„Das Leben ist auch ohne Kunst schon schwierig genug“

Gedanken, nicht nur eigene, zur Kunst im Allgemeinen und zu meinen Arbeiten im Speziellen:

– Malen ist eine Handlung, ein Bewegungsablauf, den man in sich selbst trägt.

– Kunst nimmt immer Anteil am Prozess des Erinnerns und des Vergessens, den Menschen bewusst oder unbewusst erleben.

– Für die Idealisten zählt nicht das Gemälde als physisches Objekt, sondern das mentale Bild, das es evozierte.

– Das Ausformulieren der eigenen künstlerischen Sprache braucht eine angemessene Dauer, Langsamkeit, womöglich gar ein ganzes Leben lang. Zeit, die sich der Künstler nicht streitig machen lassen darf. Malerei ist der Weg zur Selbsterkenntnis. Für diese Maxime sollte auch heute noch jeder Künstler der marktaffirmativen Inszenierung widerspenstig den Rücken kehren. Nicht das Spektakuläre, sondern das Unverwechselbare, Eigene zählt. Das Zurückgehen auf die Fundamente einer Grundhaltung.

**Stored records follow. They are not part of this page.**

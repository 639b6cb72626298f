//! Dedicated thread owning the GPU context.
//!
//! All GPU work is serialized through one message loop. Producers and the
//! host talk to it only through a [`RenderHandle`], which posts messages and
//! never touches GPU state. Consecutive render requests are coalesced into a
//! single compose pass.

use std::marker::PhantomData;
use std::sync::{Arc, Mutex};
use std::thread::{self, JoinHandle};

use crossbeam::channel::{self, Receiver, Sender};
use log::{debug, error, info, trace, warn};

use super::compositor::Compositor;
use super::surface::LayerSurface;
use crate::error::{CompositorError, Result};
use crate::traits::{RenderBackend, RendererListener};

const THREAD_NAME: &str = "overlay-renderer";

/// Messages handled by the render loop, in arrival order
#[derive(Debug, Clone, Copy, PartialEq, Eq)]
pub enum RenderMessage {
    /// New content is available on some layer
    RenderNow,
    Resize(u32, u32),
    Shutdown,
}

#[derive(Debug, Clone, Copy, PartialEq, Eq)]
pub enum RenderState {
    Uninitialized,
    ContextReady,
    Running,
    ShuttingDown,
    Terminated,
}

/// Counters updated under the frame lock once per compose+present cycle
#[derive(Debug, Clone, Default, PartialEq, Eq)]
pub struct FrameStats {
    pub frames_presented: u64,
    /// Render-now messages received, including coalesced ones
    pub renders_requested: u64,
    /// Generation of the last uploaded frame, per layer
    pub layer_generations: Vec<u64>,
}

struct Shared {
    state: Mutex<RenderState>,
    frame: Mutex<FrameStats>,
    surfaces: Mutex<Vec<LayerSurface>>,
}

impl Shared {
    fn new() -> Self {
        Self {
            state: Mutex::new(RenderState::Uninitialized),
            frame: Mutex::new(FrameStats::default()),
            surfaces: Mutex::new(Vec::new()),
        }
    }

    fn set_state(&self, state: RenderState) {
        if let Ok(mut current) = self.state.lock() {
            trace!("render state {:?} -> {:?}", *current, state);
            *current = state;
        }
    }
}

/// Builder for the render thread.
///
/// `factory` runs on the new thread and creates the backend there, so the
/// GPU context is never observed by any other thread.
pub struct RenderThread<B, F> {
    compositor: Option<Compositor>,
    factory: Option<F>,
    listener: Option<Arc<dyn RendererListener>>,
    _backend: PhantomData<fn() -> B>,
}

impl<B, F> RenderThread<B, F>
where
    B: RenderBackend + 'static,
    F: FnOnce() -> Result<B> + Send + 'static,
{
    pub fn new(compositor: Compositor, factory: F) -> Self {
        Self {
            compositor: Some(compositor),
            factory: Some(factory),
            listener: None,
            _backend: PhantomData,
        }
    }

    pub fn set_listener(&mut self, listener: Arc<dyn RendererListener>) {
        self.listener = Some(listener);
    }

    /// Spawn the render thread.
    ///
    /// Fails without spawning anything when no listener is registered.
    /// Readiness is reported through [`RendererListener::on_ready`]; layer
    /// surfaces are available from the handle only after that.
    pub fn start(&mut self) -> Result<RenderHandle> {
        let listener = self.listener.clone().ok_or(CompositorError::MissingListener)?;
        let (Some(compositor), Some(factory)) = (self.compositor.take(), self.factory.take()) else {
            return Err(CompositorError::AlreadyStarted);
        };

        let (sender, receiver) = channel::unbounded();
        let shared = Arc::new(Shared::new());

        let worker = Worker {
            compositor,
            listener,
            receiver,
            sender: sender.clone(),
            shared: shared.clone(),
        };

        let thread = thread::Builder::new()
            .name(THREAD_NAME.to_string())
            .spawn(move || worker.run(factory))?;

        Ok(RenderHandle {
            inner: Arc::new(HandleInner {
                sender,
                shared,
                thread: Mutex::new(Some(thread)),
            }),
        })
    }
}

/// Cloneable, thread-safe handle to a running render thread.
///
/// Messages sent after the thread has terminated are dropped. Dropping the
/// last clone requests shutdown; it does not wait for the thread.
#[derive(Clone)]
pub struct RenderHandle {
    inner: Arc<HandleInner>,
}

struct HandleInner {
    sender: Sender<RenderMessage>,
    shared: Arc<Shared>,
    thread: Mutex<Option<JoinHandle<()>>>,
}

impl Drop for HandleInner {
    fn drop(&mut self) {
        // The worker and surface listeners keep their own senders alive
        if self.sender.send(RenderMessage::Shutdown).is_ok() {
            debug!("last render handle dropped; shutting down");
        }
    }
}

impl RenderHandle {
    /// Request a compose pass because `layer` has new content
    pub fn notify_content_available(&self, layer: usize) {
        trace!("content available on layer {}", layer);
        self.send(RenderMessage::RenderNow);
    }

    /// Stop after any already-queued render requests
    pub fn request_shutdown(&self) {
        self.send(RenderMessage::Shutdown);
    }

    pub fn resize(&self, width: u32, height: u32) {
        self.send(RenderMessage::Resize(width, height));
    }

    fn send(&self, message: RenderMessage) {
        if self.inner.sender.send(message).is_err() {
            debug!("renderer terminated; dropping {:?}", message);
        }
    }

    pub fn state(&self) -> RenderState {
        self.inner
            .shared
            .state
            .lock()
            .map(|state| *state)
            .unwrap_or(RenderState::Terminated)
    }

    pub fn frame_stats(&self) -> FrameStats {
        self.inner
            .shared
            .frame
            .lock()
            .map(|stats| stats.clone())
            .unwrap_or_default()
    }

    /// Producer surfaces, one per layer. Empty before ready and after finish.
    pub fn surfaces(&self) -> Vec<LayerSurface> {
        self.inner
            .shared
            .surfaces
            .lock()
            .map(|surfaces| surfaces.clone())
            .unwrap_or_default()
    }

    pub fn surface(&self, layer: usize) -> Option<LayerSurface> {
        self.surfaces().into_iter().nth(layer)
    }

    /// Wait for the thread to exit. Returns false if it panicked. Must not be
    /// called from a listener callback.
    pub fn join(&self) -> bool {
        let thread = match self.inner.thread.lock() {
            Ok(mut slot) => slot.take(),
            Err(_) => return false,
        };
        match thread {
            Some(thread) => thread.join().is_ok(),
            None => true,
        }
    }
}

struct Worker {
    compositor: Compositor,
    listener: Arc<dyn RendererListener>,
    receiver: Receiver<RenderMessage>,
    sender: Sender<RenderMessage>,
    shared: Arc<Shared>,
}

impl Worker {
    fn run<B, F>(mut self, factory: F)
    where
        B: RenderBackend,
        F: FnOnce() -> Result<B>,
    {
        info!("render thread starting");
        let mut backend = match factory() {
            Ok(backend) => backend,
            Err(err) => {
                error!("failed to create render backend: {}", err);
                self.finish::<B>(None);
                return;
            }
        };
        self.shared.set_state(RenderState::ContextReady);

        if let Err(err) = self.compositor.prepare(&mut backend) {
            error!("compositor setup failed: {}", err);
            self.finish(Some(&mut backend));
            return;
        }
        self.publish_surfaces();

        self.shared.set_state(RenderState::Running);
        info!("render thread ready");
        self.listener.on_ready();

        self.message_loop(&mut backend);
        self.finish(Some(&mut backend));
    }

    /// Route every surface's frame-available signal into this thread's queue
    fn publish_surfaces(&self) {
        let surfaces = self.compositor.surfaces().to_vec();
        for surface in &surfaces {
            let sender = self.sender.clone();
            surface.set_frame_available_listener(Some(Box::new(move |layer| {
                if sender.send(RenderMessage::RenderNow).is_err() {
                    debug!("renderer terminated; dropping frame signal from layer {}", layer);
                }
            })));
        }
        if let Ok(mut published) = self.shared.surfaces.lock() {
            *published = surfaces;
        }
    }

    fn message_loop<B: RenderBackend>(&mut self, backend: &mut B) {
        let mut deferred: Option<RenderMessage> = None;
        loop {
            let message = match deferred.take() {
                Some(message) => message,
                None => match self.receiver.recv() {
                    Ok(message) => message,
                    Err(_) => RenderMessage::Shutdown,
                },
            };

            match message {
                RenderMessage::RenderNow => {
                    let mut requests = 1;
                    // Drain queued renders up to the next non-render message
                    while let Ok(next) = self.receiver.try_recv() {
                        if next == RenderMessage::RenderNow {
                            requests += 1;
                        } else {
                            deferred = Some(next);
                            break;
                        }
                    }
                    if requests > 1 {
                        trace!("coalesced {} render requests", requests);
                    }

                    if let Err(err) = self.render_frame(backend, requests) {
                        match err {
                            CompositorError::PresentFailed { .. } => {
                                error!("present failed, shutting down renderer: {}", err)
                            }
                            _ => error!("render pass failed, shutting down renderer: {}", err),
                        }
                        return;
                    }
                }
                RenderMessage::Resize(width, height) => {
                    if let Err(err) = self.resize(backend, width, height) {
                        error!("resize to {}x{} failed, shutting down renderer: {}", width, height, err);
                        return;
                    }
                }
                RenderMessage::Shutdown => {
                    info!("render thread received shutdown");
                    return;
                }
            }
        }
    }

    /// One compose+present cycle under the frame lock
    fn render_frame<B: RenderBackend>(&mut self, backend: &mut B, requests: u64) -> Result<()> {
        let mut stats = self
            .shared
            .frame
            .lock()
            .map_err(|_| CompositorError::LockPoisoned)?;
        stats.renders_requested += requests;

        self.compositor.update_textures(backend)?;
        self.compositor.compose(backend)?;
        if !backend.present() {
            return Err(CompositorError::PresentFailed {
                frame: stats.frames_presented + 1,
            });
        }

        stats.frames_presented += 1;
        stats.layer_generations = self.compositor.layer_generations();
        Ok(())
    }

    fn resize<B: RenderBackend>(&mut self, backend: &mut B, width: u32, height: u32) -> Result<()> {
        let _frame = self
            .shared
            .frame
            .lock()
            .map_err(|_| CompositorError::LockPoisoned)?;
        backend.resize_surface(width, height)?;
        self.compositor.resize(width, height)
    }

    fn finish<B: RenderBackend>(&mut self, backend: Option<&mut B>) {
        self.shared.set_state(RenderState::ShuttingDown);
        match backend {
            Some(backend) => {
                self.compositor.teardown(backend);
                backend.release();
            }
            None => warn!("no render backend to release"),
        }
        if let Ok(mut surfaces) = self.shared.surfaces.lock() {
            surfaces.clear();
        }

        self.shared.set_state(RenderState::Terminated);
        info!("render thread finished");
        self.listener.on_finished();
    }
}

– Meine Arbeiten sind “ Werkzeuge “ zur Selbstfindung, “ Werkzeuge “ zum “ Sehnsuchen “, Vehikel auf dem Weg zur Freiheit, zur Unabhängigkeit, eine Vorbreitung zum “ Loslassen “, zur Verwandlung, zum Verlassen dieser Welt. ‘ (ABRAHAM DAVID CHRISTIAN)

– Kontinuierliches Bemühen um – wie es Yves Klein formuliert hat:  “ LE DEPASSEMENT DE LA PROBLEMATIQUE DE L’ART “ -, die Überwindung der Kunstproblematik.

– Das tägliche Tun sind die Versuche, unterschiedlichste Materialien, allen voran “ Heavy Metal “, d.h. Blei und Eisen, variantenreich zu gestalten und Ausdrucksformen zu finden, die sie in einen künstlerischen Kontext bringen.

– Über den Künstler Christian Boltanski ist folgendes geschrieben worden: “ Boltanski treibt das Spiel mit Erinnerung in allen Phasen und Variationen. Ausgangspunkt dafür ist eine erbitterte Suche nach sich selbst, die zur Erkenntnis eigener Fremdheit führt. Er fühlt sich, mit eigenen Worten , “ différent des autres “  Es gibt viele meine Kindheit betreffende Dinge, die ich unterdrückt habe, weil sie mir zu andersartig schienen….”

“Jede Art von Kunst ist gut, außer der, die langweilig ist.“ (Aristoteles )

In diesem Sinne hoffe ich, dass Ihnen beim Durchblättern dieser Seiten nicht langweilig wird.